In 10 days my son is boarding a plane for boot camp.
It's fine, truly it is. I'm just starting to get a bit nervous for him. I'm not really concerned about the physicality of it all as I'm sure he can totally do all of that. I'm just really hoping he's so busy and exhausted that he doesn't have time to sit and be worried or sad that he is away from his beautiful wife and son. Loneliness is not the best of all emotions. Takes serious redirection to convince yourself not to be lonely.
Since he enlisted October 25, 2011, I've spent a great deal of time worrying about my daughter in law. Sure, she is sassy and opinionated, but she is also just a young woman with a young son who is completely in love with her husband! They have been together now over 6 years (married for 3) and honestly they haven't spent very much of that time apart from one another. They are each other's best friend and have an incredible relationship. It's amazing to see your child mature and find the person that makes them happy, allows them to be themselves and nurtures and supports them to achieve their goals.
I've been worried how Kate would handle the separation. I've been worried about how she would handle the move. I've been worried about how she would handle E all by herself.
And then it hit me a few days ago. She is going to be absolutely, positively and completely FINE. She has a HUGE support system and we will all be there 24/7 to help her with anything she could possible want and need. She is so strong... I take it for granted sometimes but it is an amazing trait.

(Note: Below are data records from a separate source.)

//! Encryption key lookup, creation, and caching.
//!
//! # Lifecycle
//!
//! 1. The first call to [`KeyStore::get_encryption_key`] reads KeyMaterial from
//!    the configured [`KeyMaterialStorage`] under a fixed name.
//! 2. If nothing is stored, a fresh 256-bit key is generated and written back
//!    as base64. If another process stored a key in the meantime, that key is
//!    read back and used instead.
//! 3. The decoded key is cached for the lifetime of the process. There is no
//!    rotation and no teardown.
//!
//! Concurrent first calls share a single in-flight initialisation, and storage
//! writes are create-only, so only one key is ever persisted and used.
//!
//! # Security invariants
//!
//! - Key material is never logged or included in traces; only a short
//!   SHA-256 fingerprint is exposed.
//! - Stored material that does not decode to exactly 32 bytes is a hard
//!   error. It is never silently replaced, since that would orphan every
//!   envelope written under the original key.

pub mod storage;

pub use storage::{FileKeyStorage, KeyMaterialStorage, MemoryKeyStorage};

use std::{io, sync::Arc};

use aes_gcm::aead::{rand_core::RngCore, OsRng};
use base64::{engine::general_purpose::STANDARD, Engine as _};
use sha2::{Digest, Sha256};
use thiserror::Error;
use tokio::sync::OnceCell;
use tracing::{info, warn};

use crate::crypto::KEY_LEN;

/// Errors produced by the key store.
#[derive(Debug, Error)]
pub enum KeyStoreError {
    /// Stored key material exists but cannot be decoded into a key.
    #[error("stored key material is corrupt: {reason}")]
    Corrupt {
        /// What was wrong with the stored text.
        reason: String,
    },

    /// The backing storage could not be read or written.
    #[error("key storage unavailable: {0}")]
    Storage(#[from] io::Error),
}

/// Fixed-size key buffer that holds exactly [`KEY_LEN`] bytes.
///
/// When this type is dropped, the memory is overwritten with zeroes to
/// minimise the window during which plaintext key material lives in RAM.
#[derive(Clone)]
pub struct KeyBytes(pub Box<[u8; KEY_LEN]>);

impl KeyBytes {
    fn generate() -> Self {
        let mut buf = Box::new([0u8; KEY_LEN]);
        OsRng.fill_bytes(&mut buf[..]);
        Self(buf)
    }

    /// Decode persisted KeyMaterial text.
    ///
    /// # Errors
    ///
    /// Returns [`KeyStoreError::Corrupt`] on invalid base64 or a length other
    /// than [`KEY_LEN`].
    pub fn from_material(text: &str) -> Result<Self, KeyStoreError> {
        let raw = STANDARD
            .decode(text.trim())
            .map_err(|e| KeyStoreError::Corrupt {
                reason: format!("invalid base64: {e}"),
            })?;
        if raw.len() != KEY_LEN {
            return Err(KeyStoreError::Corrupt {
                reason: format!("expected {KEY_LEN} bytes, got {}", raw.len()),
            });
        }
        let mut buf = Box::new([0u8; KEY_LEN]);
        buf.copy_from_slice(&raw);
        Ok(Self(buf))
    }

    /// Text form written to storage.
    pub fn to_material(&self) -> String {
        STANDARD.encode(&self.0[..])
    }

    /// Hex of the first 8 bytes of SHA-256 over the key.
    pub fn fingerprint(&self) -> String {
        Sha256::digest(&self.0[..])[..8]
            .iter()
            .map(|b| format!("{b:02x}"))
            .collect()
    }
}

impl Drop for KeyBytes {
    fn drop(&mut self) {
        self.0.iter_mut().for_each(|b| *b = 0);
    }
}

impl std::fmt::Debug for KeyBytes {
    fn fmt(&self, f: &mut std::fmt::Formatter<'_>) -> std::fmt::Result {
        f.write_str("KeyBytes([REDACTED])")
    }
}

/// Get-or-create accessor for the single symmetric key of a deployment.
///
/// Cheap to clone; clones share the cached key.
#[derive(Clone)]
pub struct KeyStore {
    storage: Arc<dyn KeyMaterialStorage>,
    name: Arc<str>,
    key: Arc<OnceCell<KeyBytes>>,
}

impl KeyStore {
    /// Create a store that keeps its KeyMaterial in `storage` under `name`.
    pub fn new(storage: Arc<dyn KeyMaterialStorage>, name: impl Into<Arc<str>>) -> Self {
        Self {
            storage,
            name: name.into(),
            key: Arc::new(OnceCell::new()),
        }
    }

    /// Returns `true` once a key has been loaded or created.
    pub fn is_ready(&self) -> bool {
        self.key.initialized()
    }

    /// Return the deployment key, loading or creating it on first use.
    ///
    /// # Errors
    ///
    /// Returns [`KeyStoreError::Corrupt`] if stored material is undecodable and
    /// [`KeyStoreError::Storage`] if the storage cannot be read or written. A
    /// failed attempt is not cached; the next call tries again.
    pub async fn get_encryption_key(&self) -> Result<KeyBytes, KeyStoreError> {
        self.key
            .get_or_try_init(|| async { self.load_or_create() })
            .await
            .cloned()
    }

    /// Fingerprint of the deployment key, loading or creating it if needed.
    pub async fn fingerprint(&self) -> Result<String, KeyStoreError> {
        Ok(self.get_encryption_key().await?.fingerprint())
    }

    fn load_or_create(&self) -> Result<KeyBytes, KeyStoreError> {
        if let Some(key) = self.load()? {
            return Ok(key);
        }

        let key = KeyBytes::generate();
        match self.storage.set(&self.name, &key.to_material()) {
            Ok(()) => {
                info!(key_name = %self.name, fingerprint = %key.fingerprint(), "generated new encryption key");
                Ok(key)
            }
            // Another instance stored a key between our read and write; theirs wins.
            Err(e) if e.kind() == io::ErrorKind::AlreadyExists => {
                info!(key_name = %self.name, "key created concurrently elsewhere; adopting it");
                self.load()?.ok_or_else(|| {
                    KeyStoreError::Storage(io::Error::new(
                        io::ErrorKind::NotFound,
                        "key material vanished after a concurrent create",
                    ))
                })
            }
            Err(e) => Err(e.into()),
        }
    }

    fn load(&self) -> Result<Option<KeyBytes>, KeyStoreError> {
        let Some(text) = self.storage.get(&self.name)? else {
            return Ok(None);
        };
        let key = KeyBytes::from_material(&text).inspect_err(|e| {
            warn!(key_name = %self.name, error = %e, "refusing to use stored key material");
        })?;
        info!(key_name = %self.name, fingerprint = %key.fingerprint(), "encryption key loaded");
        Ok(Some(key))
    }
}

impl std::fmt::Debug for KeyStore {
    fn fmt(&self, f: &mut std::fmt::Formatter<'_>) -> std::fmt::Result {
        f.debug_struct("KeyStore")
            .field("name", &self.name)
            .field("ready", &self.is_ready())
            .finish()
    }
}

impl Default for KeyStore {
    /// A store over fresh [`MemoryKeyStorage`], suitable for tests.
    fn default() -> Self {
        Self::new(Arc::new(MemoryKeyStorage::new()), "journal-vault.encryption-key")
    }
}

#[cfg(test)]
mod tests {
    use super::storage::MockKeyMaterialStorage;
    use super::*;
    use crate::crypto::{decrypt_data, encrypt_data};
    use std::sync::{
        atomic::{AtomicBool, Ordering},
        Barrier,
    };

    #[tokio::test]
    async fn initially_not_ready() {
        let store = KeyStore::default();
        assert!(!store.is_ready());
        store.get_encryption_key().await.unwrap();
        assert!(store.is_ready());
    }

    #[tokio::test]
    async fn repeated_calls_return_same_key() {
        let store = KeyStore::default();
        let k1 = store.get_encryption_key().await.unwrap();
        let k2 = store.get_encryption_key().await.unwrap();
        assert_eq!(k1.0, k2.0);
    }

    #[tokio::test]
    async fn key_survives_a_new_store_over_same_storage() {
        let storage: Arc<dyn KeyMaterialStorage> = Arc::new(MemoryKeyStorage::new());
        let first = KeyStore::new(storage.clone(), "k");
        let env = encrypt_data("written last session", &first.get_encryption_key().await.unwrap().0[..])
            .unwrap();

        let second = KeyStore::new(storage, "k");
        let key = second.get_encryption_key().await.unwrap();
        assert_eq!(decrypt_data(&env, &key.0[..]).unwrap(), "written last session");
    }

    #[tokio::test]
    async fn file_backed_key_persists_across_stores() {
        let dir = tempfile::tempdir().unwrap();
        let a = KeyStore::new(Arc::new(FileKeyStorage::new(dir.path())), "k");
        let fp_a = a.fingerprint().await.unwrap();
        let b = KeyStore::new(Arc::new(FileKeyStorage::new(dir.path())), "k");
        assert_eq!(b.fingerprint().await.unwrap(), fp_a);
    }

    #[tokio::test]
    async fn corrupt_material_is_an_error_and_never_replaced() {
        let mut storage = MockKeyMaterialStorage::new();
        storage
            .expect_get()
            .returning(|_| Ok(Some("%%% not base64 %%%".into())));
        storage.expect_set().never();

        let store = KeyStore::new(Arc::new(storage), "k");
        assert!(matches!(
            store.get_encryption_key().await,
            Err(KeyStoreError::Corrupt { .. })
        ));
        assert!(!store.is_ready());
    }

    #[tokio::test]
    async fn wrong_length_material_is_corrupt() {
        let mut storage = MockKeyMaterialStorage::new();
        storage
            .expect_get()
            .returning(|_| Ok(Some(STANDARD.encode([7u8; 16]))));
        storage.expect_set().never();

        let store = KeyStore::new(Arc::new(storage), "k");
        let err = store.get_encryption_key().await.unwrap_err();
        assert!(err.to_string().contains("expected 32 bytes, got 16"));
    }

    #[tokio::test]
    async fn storage_failure_is_not_cached() {
        let mut storage = MockKeyMaterialStorage::new();
        let mut calls = 0;
        storage.expect_get().times(2).returning(move |_| {
            calls += 1;
            if calls == 1 {
                Err(io::Error::other("disk unavailable"))
            } else {
                Ok(None)
            }
        });
        storage.expect_set().times(1).returning(|_, _| Ok(()));

        let store = KeyStore::new(Arc::new(storage), "k");
        assert!(matches!(
            store.get_encryption_key().await,
            Err(KeyStoreError::Storage(_))
        ));
        assert!(store.get_encryption_key().await.is_ok());
    }

    #[tokio::test(flavor = "multi_thread", worker_threads = 4)]
    async fn concurrent_first_calls_create_one_key() {
        let mut storage = MockKeyMaterialStorage::new();
        storage.expect_get().times(1).returning(|_| Ok(None));
        storage.expect_set().times(1).returning(|_, _| Ok(()));
        let store = KeyStore::new(Arc::new(storage), "k");

        let handles: Vec<_> = (0..16)
            .map(|_| {
                let store = store.clone();
                tokio::spawn(async move { store.fingerprint().await.unwrap() })
            })
            .collect();

        let mut fingerprints = Vec::new();
        for h in handles {
            fingerprints.push(h.await.unwrap());
        }
        fingerprints.dedup();
        assert_eq!(fingerprints.len(), 1);
    }

    #[tokio::test]
    async fn lost_create_race_adopts_stored_key() {
        let mut storage = MockKeyMaterialStorage::new();
        let mut reads = 0;
        storage.expect_get().times(2).returning(move |_| {
            reads += 1;
            if reads == 1 {
                Ok(None)
            } else {
                Ok(Some(STANDARD.encode([9u8; KEY_LEN])))
            }
        });
        storage
            .expect_set()
            .times(1)
            .returning(|_, _| Err(io::Error::from(io::ErrorKind::AlreadyExists)));

        let store = KeyStore::new(Arc::new(storage), "k");
        let key = store.get_encryption_key().await.unwrap();
        assert_eq!(*key.0, [9u8; KEY_LEN]);
    }

    /// Lets every instance read "absent" before any of them writes.
    struct ReadThenWait {
        inner: FileKeyStorage,
        barrier: Arc<Barrier>,
        waited: AtomicBool,
    }

    impl KeyMaterialStorage for ReadThenWait {
        fn get(&self, name: &str) -> io::Result<Option<String>> {
            let value = self.inner.get(name)?;
            if !self.waited.swap(true, Ordering::SeqCst) {
                self.barrier.wait();
            }
            Ok(value)
        }

        fn set(&self, name: &str, value: &str) -> io::Result<()> {
            self.inner.set(name, value)
        }
    }

    #[test]
    fn instances_cold_starting_on_one_dir_share_one_key() {
        const INSTANCES: usize = 3;

        for _ in 0..20 {
            let dir = tempfile::tempdir().unwrap();
            let barrier = Arc::new(Barrier::new(INSTANCES));

            let handles: Vec<_> = (0..INSTANCES)
                .map(|_| {
                    let storage = ReadThenWait {
                        inner: FileKeyStorage::new(dir.path()),
                        barrier: barrier.clone(),
                        waited: AtomicBool::new(false),
                    };
                    let store = KeyStore::new(Arc::new(storage), "k");
                    std::thread::spawn(move || {
                        tokio::runtime::Builder::new_current_thread()
                            .build()
                            .unwrap()
                            .block_on(store.fingerprint())
                            .unwrap()
                    })
                })
                .collect();
            let mut fingerprints: Vec<String> =
                handles.into_iter().map(|h| h.join().unwrap()).collect();
            fingerprints.dedup();
            assert_eq!(fingerprints.len(), 1);

            // A restart sees the same key.
            let restarted = KeyStore::new(Arc::new(FileKeyStorage::new(dir.path())), "k");
            let fp = tokio::runtime::Builder::new_current_thread()
                .build()
                .unwrap()
                .block_on(restarted.fingerprint())
                .unwrap();
            assert_eq!(fp, fingerprints[0]);
        }
    }

    #[test]
    fn material_round_trips_through_text() {
        let key = KeyBytes::generate();
        let decoded = KeyBytes::from_material(&key.to_material()).unwrap();
        assert_eq!(key.0, decoded.0);
        assert_eq!(key.fingerprint().len(), 16);
    }

    #[test]
    fn key_bytes_redacted_in_debug() {
        let key = KeyBytes::generate();
        assert!(format!("{key:?}").contains("REDACTED"));
        assert!(!format!("{:?}", KeyStore::default()).contains("REDACTED"));
    }
}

She will soldier through until they are together again.
But today... I worry for my son. He will be alone (along with a zillion other recruits). He won't have anyone that knows him, has his back, watches out for him. He will have bad days and won't be able to express it to us. His unconditional love lifeline will be thrown WAY out to sea for a bit. Yes, he's a guy. Yes, he's strong emotionally. Yes, he's totally prepared to go. I just don't want him to miss any of us very much.
It's kinda like sending your little one off to camp and leaving them for a week. Bottom gut rot feeling. He is my little guy in my heart still, even though he's 6'4".
So we are in the crescendo of his departure. All of us are trying to spend as much time as possible with him before he goes. Big E's 2 year birthday party is today and we are gonna love all over all of them! I still can't believe he is two years old already... man, time flies.
In honor of his party today, I'm posting my FAVE pic of him (to date) taken by my fab sister Lisa. So sweet and innocent, just like him. (hee hee) I swear this child is the most gorgeous child I have ever seen in my entire life. Of course I'm not biased or anything. No way.
|Big E, 2 years old|
Happy Saturday, friends!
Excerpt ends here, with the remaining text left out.